When using UUIDs, should I also use AUTO_INCREMENT?
Once you have a big distributed data warehouse, if you use UUID or GUID as unique key and use it in join later on, it is not good.
Instead of using UUID or GUID, please create sequential surrogate key in your master database or in your data pipeline.
Share our project experience as a reference. We have 300 Billion records saved in parallel data warehouse, in our system, auto incremental key even not supported. We use 8 bytes bigint as primary key (actually unique key in our system is not supported either, but that's not affect logical uniqueness), when we processing file and load file, we use 3 bytes to generate file ID, which is 2^24 files, we have about 2,000 files need to load per day, so, 2^24 can support about 25 years, if it is not wrong.
We use the rest of 4 bytes as row id, which is 4 billion rows, we don't have 4 billion rows in any file. We reserve 1 byte. During the ETL processing, we only need to track the file ID in the master database, which support auto incremental ID, when we need to generate record ID when processing file, we combine FileID+reserve 1 byte+4 bytes rowID.
From https://uuid.fyi/uuidorint
UUID
Pros
- Globally unique.
- Stateless, it can be generated on the fly.
- Secure since malicious user can't guess the ID.
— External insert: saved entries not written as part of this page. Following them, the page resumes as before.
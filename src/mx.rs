//! MX reachability checks with a process-wide TTL cache.
//!
//! [`MxResolver`] is the only component holding state shared across
//! concurrent company pipelines. The cache sits behind the [`MxCache`]
//! trait so an external store can replace [`InMemoryMxCache`] without
//! touching callers. Staleness is checked on every read.

use std::collections::HashMap;
use std::sync::Arc;
use std::sync::atomic::{AtomicU64, Ordering};
use std::time::Duration;

use async_trait::async_trait;
use parking_lot::Mutex;
use tokio::time::{Instant, timeout};
use tracing::{debug, warn};
use trust_dns_resolver::{
    TokioAsyncResolver,
    config::{ResolverConfig, ResolverOpts},
    error::ResolveErrorKind,
};

use crate::errors::{DiscoveryError, Result};
use crate::retry::{DnsRetryPolicy, RetryConfig, RetryExecutor};

/// DNS seam: answers `Some(exchange_host)` when the domain publishes MX
/// records, `None` when it definitively does not (NXDOMAIN / no records).
/// Transient resolver failures are errors.
#[async_trait]
pub trait MxSource: Send + Sync {
    async fn lookup_mx(&self, domain: &str) -> Result<Option<String>>;
}

/// Production MX source backed by trust-dns.
pub struct DnsMxSource {
    resolver: TokioAsyncResolver,
    query_timeout: Duration,
}

impl DnsMxSource {
    pub fn new(query_timeout: Duration) -> Self {
        let mut opts = ResolverOpts::default();
        opts.timeout = query_timeout;
        let resolver = TokioAsyncResolver::tokio(ResolverConfig::default(), opts);
        Self {
            resolver,
            query_timeout,
        }
    }
}

#[async_trait]
impl MxSource for DnsMxSource {
    async fn lookup_mx(&self, domain: &str) -> Result<Option<String>> {
        let fut = self.resolver.mx_lookup(domain);
        match timeout(self.query_timeout, fut).await {
            Ok(Ok(answer)) => {
                let best = answer
                    .iter()
                    .min_by_key(|mx| mx.preference())
                    .map(|mx| mx.exchange().to_utf8().trim_end_matches('.').to_string())
                    // RFC 7505 null MX: the domain accepts no mail.
                    .filter(|host| !host.is_empty());
                Ok(best)
            }
            Ok(Err(e)) => match e.kind() {
                ResolveErrorKind::NoRecordsFound { .. } => Ok(None),
                _ => Err(DiscoveryError::dns_resolution(domain, "MX", e.to_string())),
            },
            Err(_) => Err(DiscoveryError::dns_timeout(
                format!("MX {domain}"),
                self.query_timeout.as_secs(),
            )),
        }
    }
}

/// Cached MX answer for one domain.
#[derive(Debug, Clone, PartialEq, Eq)]
pub struct MxCacheEntry {
    pub domain: String,
    pub mx_ok: bool,
    pub mx_host: Option<String>,
    pub resolved_at: Instant,
}

impl MxCacheEntry {
    pub fn new(domain: impl Into<String>, mx_host: Option<String>) -> Self {
        Self {
            domain: domain.into(),
            mx_ok: mx_host.is_some(),
            mx_host,
            resolved_at: Instant::now(),
        }
    }

    pub fn is_stale(&self, ttl: Duration) -> bool {
        self.resolved_at.elapsed() >= ttl
    }
}

/// Cache interface with explicit TTL eviction.
pub trait MxCache: Send + Sync {
    /// Fresh entry for `domain`; a stale entry is evicted and reported as a miss.
    fn get(&self, domain: &str) -> Option<MxCacheEntry>;
    fn put(&self, entry: MxCacheEntry);
    /// Drop every stale entry, returning how many were removed.
    fn evict_expired(&self) -> usize;
    fn len(&self) -> usize;
    fn is_empty(&self) -> bool {
        self.len() == 0
    }
}

/// Mutex-guarded in-process cache.
pub struct InMemoryMxCache {
    ttl: Duration,
    entries: Mutex<HashMap<String, MxCacheEntry>>,
}

impl InMemoryMxCache {
    pub fn new(ttl: Duration) -> Self {
        Self {
            ttl,
            entries: Mutex::new(HashMap::new()),
        }
    }

    pub fn ttl(&self) -> Duration {
        self.ttl
    }
}

impl MxCache for InMemoryMxCache {
    fn get(&self, domain: &str) -> Option<MxCacheEntry> {
        let mut entries = self.entries.lock();
        match entries.get(domain) {
            Some(entry) if !entry.is_stale(self.ttl) => Some(entry.clone()),
            Some(_) => {
                entries.remove(domain);
                None
            }
            None => None,
        }
    }

    fn put(&self, entry: MxCacheEntry) {
        self.entries.lock().insert(entry.domain.clone(), entry);
    }

    fn evict_expired(&self) -> usize {
        let mut entries = self.entries.lock();
        let before = entries.len();
        entries.retain(|_, e| !e.is_stale(self.ttl));
        before - entries.len()
    }

    fn len(&self) -> usize {
        self.entries.lock().len()
    }
}

/// Outcome of a reachability check.
#[derive(Debug, Clone, PartialEq, Eq)]
pub struct MxStatus {
    pub mx_ok: bool,
    pub mx_host: Option<String>,
    pub from_cache: bool,
}

/// Counter snapshot.
#[derive(Debug, Clone, Copy, Default, PartialEq, Eq)]
pub struct MxStats {
    pub hits: u64,
    pub misses: u64,
    pub queries: u64,
    pub failures: u64,
}

/// Cached MX reachability resolver.
pub struct MxResolver {
    source: Arc<dyn MxSource>,
    cache: Arc<dyn MxCache>,
    retry: RetryExecutor,
    hits: AtomicU64,
    misses: AtomicU64,
    queries: AtomicU64,
    failures: AtomicU64,
}

impl MxResolver {
    pub fn new(source: Arc<dyn MxSource>, cache: Arc<dyn MxCache>) -> Self {
        Self {
            source,
            cache,
            retry: RetryExecutor::default(),
            hits: AtomicU64::new(0),
            misses: AtomicU64::new(0),
            queries: AtomicU64::new(0),
            failures: AtomicU64::new(0),
        }
    }

    /// trust-dns source with an in-memory cache.
    pub fn with_dns(query_timeout: Duration, ttl: Duration) -> Self {
        Self::new(
            Arc::new(DnsMxSource::new(query_timeout)),
            Arc::new(InMemoryMxCache::new(ttl)),
        )
    }

    pub fn with_retry(mut self, config: RetryConfig) -> Self {
        self.retry = RetryExecutor::new(config);
        self
    }

    pub fn cache(&self) -> &Arc<dyn MxCache> {
        &self.cache
    }

    /// Check whether `domain` accepts mail. Never fails: resolution errors
    /// yield `mx_ok = false` and are not cached.
    pub async fn check(&self, domain: &str) -> MxStatus {
        let key = domain.trim().trim_end_matches('.').to_ascii_lowercase();

        if let Some(entry) = self.cache.get(&key) {
            self.hits.fetch_add(1, Ordering::Relaxed);
            debug!(domain = %key, mx_ok = entry.mx_ok, "MX cache hit");
            return MxStatus {
                mx_ok: entry.mx_ok,
                mx_host: entry.mx_host,
                from_cache: true,
            };
        }
        self.misses.fetch_add(1, Ordering::Relaxed);

        let result = self
            .retry
            .execute(
                || {
                    self.queries.fetch_add(1, Ordering::Relaxed);
                    self.source.lookup_mx(&key)
                },
                &DnsRetryPolicy,
            )
            .await;

        match result {
            Ok(host) => {
                debug!(domain = %key, mx_host = ?host, "MX resolved");
                let entry = MxCacheEntry::new(key, host);
                self.cache.put(entry.clone());
                MxStatus {
                    mx_ok: entry.mx_ok,
                    mx_host: entry.mx_host,
                    from_cache: false,
                }
            }
            Err(e) => {
                self.failures.fetch_add(1, Ordering::Relaxed);
                warn!(domain = %key, category = %e.category(), error = %e, "MX lookup failed");
                MxStatus {
                    mx_ok: false,
                    mx_host: None,
                    from_cache: false,
                }
            }
        }
    }

    pub fn stats(&self) -> MxStats {
        MxStats {
            hits: self.hits.load(Ordering::Relaxed),
            misses: self.misses.load(Ordering::Relaxed),
            queries: self.queries.load(Ordering::Relaxed),
            failures: self.failures.load(Ordering::Relaxed),
        }
    }
}
//! Per-address validation: syntax, block lists, MX reachability.

use std::sync::Arc;

use serde::Serialize;
use tracing::debug;

use crate::blocklists::BlockLists;
use crate::emails::{check_syntax, split_email};
use crate::mx::MxResolver;

/// Outcome of validating one address. Checks short-circuit: when syntax
/// fails, `blocked` and `mx_ok` stay false; when blocked, no MX lookup runs.
#[derive(Debug, Clone, Default, PartialEq, Eq, Serialize)]
pub struct ValidationResult {
    pub syntax_ok: bool,
    pub blocked: bool,
    pub block_reason: Option<String>,
    pub mx_ok: bool,
    pub mx_host: Option<String>,
    /// Lowercased email domain, when the address parsed
    pub domain: Option<String>,
    #[serde(skip_serializing_if = "Option::is_none")]
    pub syntax_issue: Option<String>,
}

impl ValidationResult {
    fn syntax_failure(issue: String) -> Self {
        Self {
            syntax_issue: Some(issue),
            ..Self::default()
        }
    }
}

#[derive(Clone)]
pub struct EmailValidator {
    blocklists: Arc<BlockLists>,
    mx: Arc<MxResolver>,
}

impl EmailValidator {
    pub fn new(blocklists: Arc<BlockLists>, mx: Arc<MxResolver>) -> Self {
        Self { blocklists, mx }
    }

    /// Syntax and block-list checks only; no network.
    pub fn check_offline(&self, email: &str) -> ValidationResult {
        if let Err(issue) = check_syntax(email) {
            return ValidationResult::syntax_failure(issue.to_string());
        }
        let Some((local, domain)) = split_email(email) else {
            return ValidationResult::syntax_failure("missing '@'".to_string());
        };
        let domain = domain.to_ascii_lowercase();

        let hit = self
            .blocklists
            .match_domain(&domain)
            .or_else(|| self.blocklists.match_local_part(local));

        ValidationResult {
            syntax_ok: true,
            blocked: hit.is_some(),
            block_reason: hit.map(|h| h.to_string()),
            domain: Some(domain),
            ..ValidationResult::default()
        }
    }

    /// Full validation. `job_domain` is carried for diagnostics; matching
    /// against it is the scorer's job.
    pub async fn validate(&self, email: &str, job_domain: &str) -> ValidationResult {
        let mut result = self.check_offline(email);
        if !result.syntax_ok || result.blocked {
            debug!(
                email,
                job_domain,
                syntax_ok = result.syntax_ok,
                reason = result.block_reason.as_deref().or(result.syntax_issue.as_deref()),
                "validation short-circuited"
            );
            return result;
        }

        if let Some(domain) = result.domain.as_deref() {
            let status = self.mx.check(domain).await;
            result.mx_ok = status.mx_ok;
            result.mx_host = status.mx_host;
        }
        debug!(email, job_domain, mx_ok = result.mx_ok, "validated");
        result
    }
}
- Version 1 UUID stores timestamp info, could be useful sometimes.
Cons
- Not readable.
- For database like MySQL, Oracle, which uses clustered primary key, version 4 randomly generated UUID will hurt insertion performance if used as the primary key. This is because it requires reordering the rows in order to place the newly inserted row at the right position inside the clustered index. On the other hand, PostgreSQL uses heap instead of clustered primary key, thus using UUID as the PK won't impact PostgreSQL's insertion performance.
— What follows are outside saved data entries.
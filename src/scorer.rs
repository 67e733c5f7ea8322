//! Declarative candidate scoring.
//!
//! Each [`ScoreRule`] looks at one signal and either stays silent or returns
//! `(points, reason)`. The scorer sums the fired rules, clamps to 0..=100 and
//! maps the total to a [`Tier`]. Invalid syntax and block-list hits are
//! vetoes: score 0, tier `REJECTED`, no other rule runs.

use std::fmt;
use std::sync::Arc;

use serde::Serialize;

use crate::blocklists::BlockLists;
use crate::crawler::{PageContext, RawEmailSighting};
use crate::domain_utils::{DomainInfo, company_words, core_company_name, normalize_company_name};
use crate::emails::split_email;
use crate::validator::ValidationResult;

/// Confidence bucket derived from the score.
#[derive(Debug, Clone, Copy, PartialEq, Eq, PartialOrd, Ord, Hash, Serialize)]
#[serde(rename_all = "SCREAMING_SNAKE_CASE")]
pub enum Tier {
    Rejected,
    LowQuality,
    Acceptable,
    HighlyRecommended,
}

impl Tier {
    pub fn from_score(score: u8) -> Tier {
        match score {
            70.. => Tier::HighlyRecommended,
            50..=69 => Tier::Acceptable,
            30..=49 => Tier::LowQuality,
            _ => Tier::Rejected,
        }
    }
}

impl fmt::Display for Tier {
    fn fmt(&self, f: &mut fmt::Formatter<'_>) -> fmt::Result {
        let s = match self {
            Tier::HighlyRecommended => "HIGHLY_RECOMMENDED",
            Tier::Acceptable => "ACCEPTABLE",
            Tier::LowQuality => "LOW_QUALITY",
            Tier::Rejected => "REJECTED",
        };
        f.write_str(s)
    }
}

/// Final, ranked output unit.
#[derive(Debug, Clone, PartialEq, Eq, Serialize)]
pub struct ScoredCandidate {
    pub email: String,
    pub score: u8,
    pub tier: Tier,
    pub reasons: Vec<String>,
    pub page_context: PageContext,
    pub page_url: String,
}

impl ScoredCandidate {
    /// Meets the caller's minimum acceptable score.
    pub fn is_actionable(&self, min_score: u8) -> bool {
        self.tier != Tier::Rejected && self.score >= min_score
    }
}

/// How closely an email domain matches the hiring company.
#[derive(Debug, Clone, Copy, PartialEq, Eq)]
pub enum DomainMatch {
    Exact,
    SameOrganization,
    NameContained,
    SharedWord,
    None,
    FreeMail,
}

impl DomainMatch {
    pub fn points(self) -> i32 {
        match self {
            DomainMatch::Exact => 40,
            DomainMatch::SameOrganization => 30,
            DomainMatch::NameContained => 25,
            DomainMatch::SharedWord => 15,
            DomainMatch::None | DomainMatch::FreeMail => 0,
        }
    }

    fn describe(self) -> &'static str {
        match self {
            DomainMatch::Exact => "domain matches company exactly",
            DomainMatch::SameOrganization => "domain shares the company's registrable domain",
            DomainMatch::NameContained => "domain contains the company name",
            DomainMatch::SharedWord => "domain shares a word with the company name",
            DomainMatch::None => "domain unrelated to company",
            DomainMatch::FreeMail => "free-mail domain never matches a company",
        }
    }
}

/// Classify `email_domain` against the job domain and company name.
pub fn domain_match(
    blocklists: &BlockLists,
    email_domain: &str,
    job_domain: &str,
    company_name: &str,
) -> DomainMatch {
    let email_domain = strip_www(&email_domain.trim().to_ascii_lowercase());
    let job_domain = strip_www(&job_domain.trim().trim_end_matches('.').to_ascii_lowercase());

    if blocklists.is_free_mail(&email_domain) {
        return DomainMatch::FreeMail;
    }
    let Ok(email_info) = DomainInfo::parse(&email_domain) else {
        return DomainMatch::None;
    };
    let label = email_info.organization_label().to_string();
    let label_norm = normalize_company_name(&label);
    let core = core_company_name(company_name);
    let full = normalize_company_name(company_name);

    if (!job_domain.is_empty() && email_domain == job_domain)
        || (!label_norm.is_empty() && (label_norm == core || label_norm == full))
    {
        return DomainMatch::Exact;
    }

    if !job_domain.is_empty()
        && DomainInfo::parse(&job_domain)
            .is_ok_and(|job| job.organization_domain() == email_info.organization_domain())
    {
        return DomainMatch::SameOrganization;
    }

    let long_enough = |s: &str| s.len() >= 3;
    if long_enough(&label_norm)
        && long_enough(&core)
        && (label_norm.contains(&core) || core.contains(&label_norm))
    {
        return DomainMatch::NameContained;
    }

    let words = company_words(company_name);
    if label
        .split(|c: char| !c.is_ascii_alphanumeric())
        .any(|part| words.iter().any(|w| w == part))
    {
        return DomainMatch::SharedWord;
    }

    DomainMatch::None
}

fn strip_www(domain: &str) -> String {
    domain.strip_prefix("www.").unwrap_or(domain).to_string()
}

/// Everything a rule may look at.
pub struct RuleInput<'a> {
    pub result: &'a ValidationResult,
    pub sighting: &'a RawEmailSighting,
    pub job_domain: &'a str,
    pub company_name: &'a str,
    pub blocklists: &'a BlockLists,
    local_part: &'a str,
    email_domain: &'a str,
}

/// A named, independently testable scoring signal.
pub struct ScoreRule {
    pub name: &'static str,
    pub evaluate: fn(&RuleInput<'_>) -> Option<(i32, String)>,
}

pub static RULES: &[ScoreRule] = &[
    ScoreRule {
        name: "syntax",
        evaluate: rule_syntax,
    },
    ScoreRule {
        name: "not_blocked",
        evaluate: rule_not_blocked,
    },
    ScoreRule {
        name: "mx",
        evaluate: rule_mx,
    },
    ScoreRule {
        name: "domain_match",
        evaluate: rule_domain_match,
    },
    ScoreRule {
        name: "free_mail",
        evaluate: rule_free_mail,
    },
    ScoreRule {
        name: "prefix",
        evaluate: rule_prefix,
    },
    ScoreRule {
        name: "page_context",
        evaluate: rule_page_context,
    },
];

fn rule_syntax(i: &RuleInput<'_>) -> Option<(i32, String)> {
    i.result.syntax_ok.then(|| (20, "valid syntax".to_string()))
}

fn rule_not_blocked(i: &RuleInput<'_>) -> Option<(i32, String)> {
    (!i.result.blocked).then(|| (20, "not block-listed".to_string()))
}

/// Always fires so the audit trail shows a missing MX explicitly.
fn rule_mx(i: &RuleInput<'_>) -> Option<(i32, String)> {
    Some(match i.result.mx_host.as_deref() {
        Some(host) if i.result.mx_ok => (20, format!("mail exchanger reachable ({host})")),
        _ if i.result.mx_ok => (20, "mail exchanger reachable".to_string()),
        _ => (0, "no reachable mail exchanger".to_string()),
    })
}

fn rule_domain_match(i: &RuleInput<'_>) -> Option<(i32, String)> {
    let level = domain_match(i.blocklists, i.email_domain, i.job_domain, i.company_name);
    Some((level.points(), level.describe().to_string()))
}

fn rule_free_mail(i: &RuleInput<'_>) -> Option<(i32, String)> {
    i.blocklists
        .is_free_mail(i.email_domain)
        .then(|| (-30, "generic free-mail provider".to_string()))
}

fn rule_prefix(i: &RuleInput<'_>) -> Option<(i32, String)> {
    i.blocklists
        .priority_prefix(i.local_part)
        .map(|p| (15, format!("priority prefix '{p}'")))
}

fn rule_page_context(i: &RuleInput<'_>) -> Option<(i32, String)> {
    match i.sighting.page_context {
        PageContext::Careers => Some((15, "found on careers page".to_string())),
        PageContext::Contact => Some((15, "found on contact page".to_string())),
        PageContext::About => Some((5, "found on about page".to_string())),
        PageContext::Generic => None,
    }
}

#[derive(Clone)]
pub struct Scorer {
    blocklists: Arc<BlockLists>,
}

impl Scorer {
    pub fn new(blocklists: Arc<BlockLists>) -> Self {
        Self { blocklists }
    }

    pub fn score(
        &self,
        result: &ValidationResult,
        sighting: &RawEmailSighting,
        job_domain: &str,
        company_name: &str,
    ) -> ScoredCandidate {
        let veto = if !result.syntax_ok {
            Some(format!(
                "invalid syntax: {}",
                result.syntax_issue.as_deref().unwrap_or("malformed address")
            ))
        } else if result.blocked {
            Some(format!(
                "blocked: {}",
                result.block_reason.as_deref().unwrap_or("block list")
            ))
        } else {
            None
        };
        if let Some(reason) = veto {
            return self.finish(sighting, 0, vec![reason]);
        }

        let (local_part, email_domain) = split_email(&sighting.email).unwrap_or_default();
        let email_domain = email_domain.to_ascii_lowercase();
        let input = RuleInput {
            result,
            sighting,
            job_domain,
            company_name,
            blocklists: &self.blocklists,
            local_part,
            email_domain: &email_domain,
        };

        let mut total = 0i32;
        let mut reasons = Vec::new();
        for rule in RULES {
            if let Some((points, reason)) = (rule.evaluate)(&input) {
                total += points;
                reasons.push(format!("{points:+} {reason}"));
            }
        }
        self.finish(sighting, total.clamp(0, 100) as u8, reasons)
    }

    fn finish(
        &self,
        sighting: &RawEmailSighting,
        score: u8,
        mut reasons: Vec<String>,
    ) -> ScoredCandidate {
        let tier = Tier::from_score(score);
        reasons.push(format!("tier {tier} (score {score})"));
        ScoredCandidate {
            email: sighting.email.clone(),
            score,
            tier,
            reasons,
            page_context: sighting.page_context,
            page_url: sighting.page_url.clone(),
        }
    }
}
Auto Increment Integer/Sequence
Pros
- Readable. This is especially valuable if we would expose it externally. Thinking of issue id, obviously, issue-123 is much more readable than issue-b1e92c3b-a44a-4856-9fe3-925444ac4c23.
Cons
- It can't be used in the distirbuted system since it's quite likely that different hosts could produce exactly the same number.
- It can't be generated on the fly. Instead, we must consult the database to figure out the next available PK.
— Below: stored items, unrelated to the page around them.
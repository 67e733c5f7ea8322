//! Bounded, same-site crawler that streams email sightings.
//!
//! A crawl starts at the site root (`https://` first, then `http://`) and
//! walks same-site links breadth-first, preferring links that look like
//! careers, contact or about pages. Every budget limit is checked before a
//! fetch is started so the crawl stops cleanly; pages that fail to load are
//! skipped and do not count toward `max_pages`.
//!
//! A page whose final URL (after redirects) leaves the site is skipped the
//! same way. The root may land on another host of the same organization
//! (`acme.com -> www.acme.io`), which then defines the site; a root that
//! lands anywhere else (parking pages, resellers) yields nothing.
//!
//! Results are produced incrementally through [`CrawlStream`], which also
//! exposes live [`CrawlProgress`] counters.

use std::cmp::Ordering as CmpOrdering;
use std::collections::{BinaryHeap, HashSet, VecDeque};
use std::fmt;
use std::pin::Pin;
use std::sync::Arc;
use std::sync::atomic::{AtomicUsize, Ordering};
use std::task::{Context, Poll};
use std::time::Duration;

use futures::Stream;
use once_cell::sync::Lazy;
use parking_lot::Mutex;
use scraper::{Html, Selector};
use serde::Serialize;
use tokio::time::{Instant, timeout};
use tracing::{debug, info};
use url::Url;

use crate::domain_utils::same_organization;
use crate::emails::extract_emails;
use crate::errors::DiscoveryError;
use crate::fetch::{FetchedPage, PageFetcher};

/// Limits applied to a single site crawl.
#[derive(Debug, Clone, Copy, PartialEq, Eq)]
pub struct CrawlBudget {
    /// Link depth from the root page (root = 0)
    pub max_depth: usize,
    /// Successfully fetched pages
    pub max_pages: usize,
    pub per_page_timeout: Duration,
    /// Wall-clock limit for the whole crawl
    pub total_time_limit: Duration,
}

impl Default for CrawlBudget {
    fn default() -> Self {
        Self {
            max_depth: 2,
            max_pages: 15,
            per_page_timeout: Duration::from_secs(5),
            total_time_limit: Duration::from_secs(60),
        }
    }
}

impl CrawlBudget {
    /// Cap on fetch attempts, failed ones included.
    pub fn max_visits(&self) -> usize {
        self.max_pages.saturating_mul(3).max(1)
    }

    /// Same budget with a tighter wall-clock limit.
    pub fn with_time_limit(mut self, limit: Duration) -> Self {
        self.total_time_limit = self.total_time_limit.min(limit);
        self
    }
}

/// Kind of page an address was found on.
#[derive(Debug, Clone, Copy, PartialEq, Eq, Hash, Serialize)]
#[serde(rename_all = "SCREAMING_SNAKE_CASE")]
pub enum PageContext {
    Careers,
    Contact,
    About,
    Generic,
}

const CAREERS_KEYWORDS: &[&str] = &[
    "career",
    "jobs",
    "job opening",
    "join us",
    "joinus",
    "join our team",
    "hiring",
    "work with us",
    "vacanc",
    "open positions",
    "openings",
    "recruit",
];
const CONTACT_KEYWORDS: &[&str] = &["contact", "get in touch", "reach us", "reach out"];
const ABOUT_KEYWORDS: &[&str] = &["about", "who we are", "our story", "our team"];
/// Too common in titles and prose; only count as a whole path segment.
const ABOUT_PATH_SEGMENTS: &[&str] = &["company", "team", "leadership"];

impl PageContext {
    /// Ranking used to keep the best context for duplicate addresses and to
    /// order the crawl frontier.
    pub fn priority(self) -> u8 {
        match self {
            PageContext::Careers => 3,
            PageContext::Contact => 2,
            PageContext::About => 1,
            PageContext::Generic => 0,
        }
    }

    /// Classify from URL path first, then title, then headings.
    pub fn classify(url: &Url, title: Option<&str>, headings: &[String]) -> PageContext {
        let from_path = Self::from_path(url.path());
        if from_path != PageContext::Generic {
            return from_path;
        }
        if let Some(title) = title {
            let from_title = Self::from_text(title);
            if from_title != PageContext::Generic {
                return from_title;
            }
        }
        headings
            .iter()
            .map(|h| Self::from_text(h))
            .find(|c| *c != PageContext::Generic)
            .unwrap_or(PageContext::Generic)
    }

    /// Keyword match over free text or a URL path (`/join-us` reads as "join us").
    pub fn from_text(text: &str) -> PageContext {
        let normalized: String = text
            .chars()
            .map(|c| match c {
                '-' | '_' | '/' | '.' => ' ',
                c => c.to_ascii_lowercase(),
            })
            .collect();
        let hit = |keywords: &[&str]| keywords.iter().any(|k| normalized.contains(k));
        if hit(CAREERS_KEYWORDS) {
            PageContext::Careers
        } else if hit(CONTACT_KEYWORDS) {
            PageContext::Contact
        } else if hit(ABOUT_KEYWORDS) {
            PageContext::About
        } else {
            PageContext::Generic
        }
    }

    /// [`from_text`](Self::from_text) plus segment-only keywords
    /// (`/company`, `/about/team`).
    pub fn from_path(path: &str) -> PageContext {
        match Self::from_text(path) {
            PageContext::Generic => {
                let about = path.split('/').any(|segment| {
                    ABOUT_PATH_SEGMENTS.contains(&segment.to_ascii_lowercase().as_str())
                });
                if about {
                    PageContext::About
                } else {
                    PageContext::Generic
                }
            }
            context => context,
        }
    }
}

impl fmt::Display for PageContext {
    fn fmt(&self, f: &mut fmt::Formatter<'_>) -> fmt::Result {
        let s = match self {
            PageContext::Careers => "CAREERS",
            PageContext::Contact => "CONTACT",
            PageContext::About => "ABOUT",
            PageContext::Generic => "GENERIC",
        };
        f.write_str(s)
    }
}

/// An address as seen on a crawled page, before validation.
#[derive(Debug, Clone, PartialEq, Eq, Serialize)]
pub struct RawEmailSighting {
    pub email: String,
    pub found_on_domain: String,
    pub page_context: PageContext,
    pub page_url: String,
}

/// Why a crawl ended.
#[derive(Debug, Clone, Copy, PartialEq, Eq, Serialize)]
#[serde(rename_all = "snake_case")]
pub enum StopReason {
    /// Nothing left to visit
    Exhausted,
    MaxPages,
    VisitLimit,
    TimeLimit,
}

/// Live counters for a running crawl.
#[derive(Debug, Default)]
pub struct CrawlProgress {
    pages_fetched: AtomicUsize,
    pages_failed: AtomicUsize,
    urls_visited: AtomicUsize,
    emails_found: AtomicUsize,
    stop_reason: Mutex<Option<StopReason>>,
}

/// Point-in-time copy of [`CrawlProgress`].
#[derive(Debug, Clone, Copy, Default, PartialEq, Eq, Serialize)]
pub struct CrawlProgressSnapshot {
    pub pages_fetched: usize,
    pub pages_failed: usize,
    pub urls_visited: usize,
    pub emails_found: usize,
    pub stop_reason: Option<StopReason>,
}

impl CrawlProgress {
    pub fn snapshot(&self) -> CrawlProgressSnapshot {
        CrawlProgressSnapshot {
            pages_fetched: self.pages_fetched.load(Ordering::Relaxed),
            pages_failed: self.pages_failed.load(Ordering::Relaxed),
            urls_visited: self.urls_visited.load(Ordering::Relaxed),
            emails_found: self.emails_found.load(Ordering::Relaxed),
            stop_reason: *self.stop_reason.lock(),
        }
    }

    fn finish(&self, reason: StopReason) {
        self.stop_reason.lock().get_or_insert(reason);
    }
}

/// Stream of sightings from one crawl.
///
/// Dropping the stream cancels the crawl.
pub struct CrawlStream {
    inner: Pin<Box<dyn Stream<Item = RawEmailSighting> + Send>>,
    progress: Arc<CrawlProgress>,
}

impl CrawlStream {
    pub fn progress(&self) -> Arc<CrawlProgress> {
        Arc::clone(&self.progress)
    }
}

impl Stream for CrawlStream {
    type Item = RawEmailSighting;

    fn poll_next(self: Pin<&mut Self>, cx: &mut Context<'_>) -> Poll<Option<Self::Item>> {
        self.get_mut().inner.as_mut().poll_next(cx)
    }
}

/// Site crawler over a [`PageFetcher`].
#[derive(Clone)]
pub struct SiteCrawler {
    fetcher: Arc<dyn PageFetcher>,
}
- Some business data can be exposed, since the latest ID could represent the total number of inventory. Attackers can also scan the integer range to explore leakage (though it shouldn't happen if ACL is implemented correctly).
Using autoincrements as primary plus an uuid column is a valid model, but you would still have to struggle with some problems the autoincrements brings, it all depends on how you do the synchros.
Anyway I've been working with uuid's as primary keys (my current database have half a million records) and it's still pretty fast, it only slow downs a bit on the inserts, but unless you have very high volumes of inserts daily it shouldn't scare you.
If you use Sql-Server another solution you could have a look at is the Sequential UUIDs, which have a slightly greater collision chances than normal UUID's, but the absolute collision chances are still pretty low, and as they are partially sequential that covers the problems with the fragmentation.